July 1997 / International Features / Data Mining at Your Desk

More intuitive data mining tools are helping middle managers make better business decisions.

Peter Hofland and Jim Utsler

As a result of flattened organizations within European companies, a new circle of employees now contributes to the decision-making process. Although they may not actually make the final decision, these people are responsible for giving recommendations based on their knowledge of the business. This increased responsibility is driving the demand among business professionals for data mining tools that allow them to more quickly and knowledgeably recommend actions to their management. Because these professionals are not data analysis specialists and are not trained as statisticians, they need tools that are easy to understand but nevertheless reli ably reveal the multifaceted relationships in customer, product, or market databases. "Because of the explosion of computing power on desktop PCs, databases of more than a million records are often analyzed on standard Windows NT PCs," says Eric Tocatlian, marketing director at ISoft, a French developer of data mining software.

Until recently, most large organizations have employed statisticians to analyze the data crucial to their business.
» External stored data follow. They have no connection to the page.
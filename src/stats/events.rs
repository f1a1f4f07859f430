use chrono::{DateTime, Utc};
use serde::{Deserialize, Serialize};
use std::fs::{self, OpenOptions};
use std::io::Write;
use std::path::{Path, PathBuf};

use crate::config::DEFAULT_BRANCH;
use crate::error::AttributionError;
use crate::git::repository::Repository;
use crate::utils::debug_log;

#[derive(Debug, Clone, Copy, PartialEq, Eq, Hash, Serialize, Deserialize)]
#[serde(rename_all = "lowercase")]
pub enum EventKind {
    Ai,
    Human,
}

impl EventKind {
    pub fn as_str(&self) -> &'static str {
        match self {
            EventKind::Ai => "ai",
            EventKind::Human => "human",
        }
    }
}

#[derive(Debug, Clone, PartialEq, Eq, Serialize, Deserialize)]
pub struct FileChange {
    pub path: String,
    #[serde(default)]
    pub lines_added: u64,
    #[serde(default)]
    pub lines_modified: u64,
    #[serde(default)]
    pub lines_deleted: u64,
}

impl FileChange {
    pub fn new(path: &str, lines_added: u64, lines_modified: u64, lines_deleted: u64) -> Self {
        FileChange {
            path: path.to_string(),
            lines_added,
            lines_modified,
            lines_deleted,
        }
    }
}

/// A single authoring action: one author (human or AI tool) changing a set
/// of files at a point in time.
#[derive(Debug, Clone, PartialEq, Eq, Serialize, Deserialize)]
pub struct TrackingEvent {
    pub id: String,
    pub kind: EventKind,
    pub author: String,
    #[serde(default, skip_serializing_if = "Option::is_none")]
    pub model: Option<String>,
    pub timestamp: DateTime<Utc>,
    /// Older events were written without a branch
    #[serde(default, skip_serializing_if = "Option::is_none")]
    pub branch: Option<String>,
    #[serde(default)]
    pub files: Vec<FileChange>,
}

impl TrackingEvent {
    pub fn new(kind: EventKind, author: &str) -> Self {
        TrackingEvent {
            id: uuid::Uuid::new_v4().to_string(),
            kind,
            author: author.to_string(),
            model: None,
            timestamp: Utc::now(),
            branch: None,
            files: Vec::new(),
        }
    }

    pub fn with_model(mut self, model: &str) -> Self {
        self.model = Some(model.to_string());
        self
    }

    pub fn with_branch(mut self, branch: &str) -> Self {
        self.branch = Some(branch.to_string());
        self
    }

    pub fn with_timestamp(mut self, timestamp: DateTime<Utc>) -> Self {
        self.timestamp = timestamp;
        self
    }

    pub fn with_file(mut self, change: FileChange) -> Self {
        self.files.push(change);
        self
    }

    pub fn is_ai(&self) -> bool {
        self.kind == EventKind::Ai
    }

    pub fn branch_or_default(&self) -> &str {
        self.branch.as_deref().unwrap_or(DEFAULT_BRANCH)
    }

    pub fn lines_added(&self) -> u64 {
        self.files.iter().map(|f| f.lines_added).sum()
    }

    pub fn lines_modified(&self) -> u64 {
        self.files.iter().map(|f| f.lines_modified).sum()
    }

    pub fn lines_deleted(&self) -> u64 {
        self.files.iter().map(|f| f.lines_deleted).sum()
    }
}

/// Append-only JSON-lines store of tracking events
#[derive(Debug, Clone)]
pub struct EventLog {
    path: PathBuf,
}

impl EventLog {
    pub const FILE_NAME: &'static str = "events.jsonl";

    pub fn for_repo(repo: &Repository) -> Self {
        Self::at(repo.storage_dir().join(Self::FILE_NAME))
    }

    pub fn at(path: impl Into<PathBuf>) -> Self {
        EventLog { path: path.into() }
    }

    pub fn path(&self) -> &Path {
        &self.path
    }

    pub fn append(&self, event: &TrackingEvent) -> Result<(), AttributionError> {
        if let Some(parent) = self.path.parent() {
            fs::create_dir_all(parent)?;
        }
        let json_line = serde_json::to_string(event)?;

        let mut file = OpenOptions::new()
            .create(true)
            .append(true)
            .open(&self.path)?;
        writeln!(file, "{}", json_line)?;
        Ok(())
    }

    /// All readable events in file order. A missing log is empty; lines that
    /// fail to parse are skipped.
    pub fn read_all(&self) -> Result<Vec<TrackingEvent>, AttributionError> {
        if !self.path.exists() {
            return Ok(Vec::new());
        }

        let content = fs::read_to_string(&self.path)?;
        let mut events = Vec::new();
        for (idx, line) in content.lines().enumerate() {
            if line.trim().is_empty() {
                continue;
            }
            match serde_json::from_str::<TrackingEvent>(line) {
                Ok(event) => events.push(event),
                Err(e) => debug_log(&format!(
                    "Skipping malformed event at {}:{}: {}",
                    self.path.display(),
                    idx + 1,
                    e
                )),
            }
        }
        Ok(events)
    }

    pub fn read_since(&self, since: DateTime<Utc>) -> Result<Vec<TrackingEvent>, AttributionError> {
        Ok(self
            .read_all()?
            .into_iter()
            .filter(|e| e.timestamp >= since)
            .collect())
    }
}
However, this is changing as marketing and product managers need to spot customer trends and patterns, find clusters and gaps in their data, create profiles, and detect anomalies without having to queue up for a statistician's time. And all too often the statistician's report results in piles of out-of-date information and arguments about what all the data means to the organization. "In a perfect world," says SAS Institute president Jim Goodnight, "companies would have business decision makers working alongside quantitative experts. But only a few c ompanies can afford this ideal solution."

The new desktop data mining applications provide powerful but easy-to-use analysis tools for business professionals in marketing, finance, and strategic planning. One common thread of these tools is that they help users concentrate on business problems rather than on the nitty-gritty details of data analysis.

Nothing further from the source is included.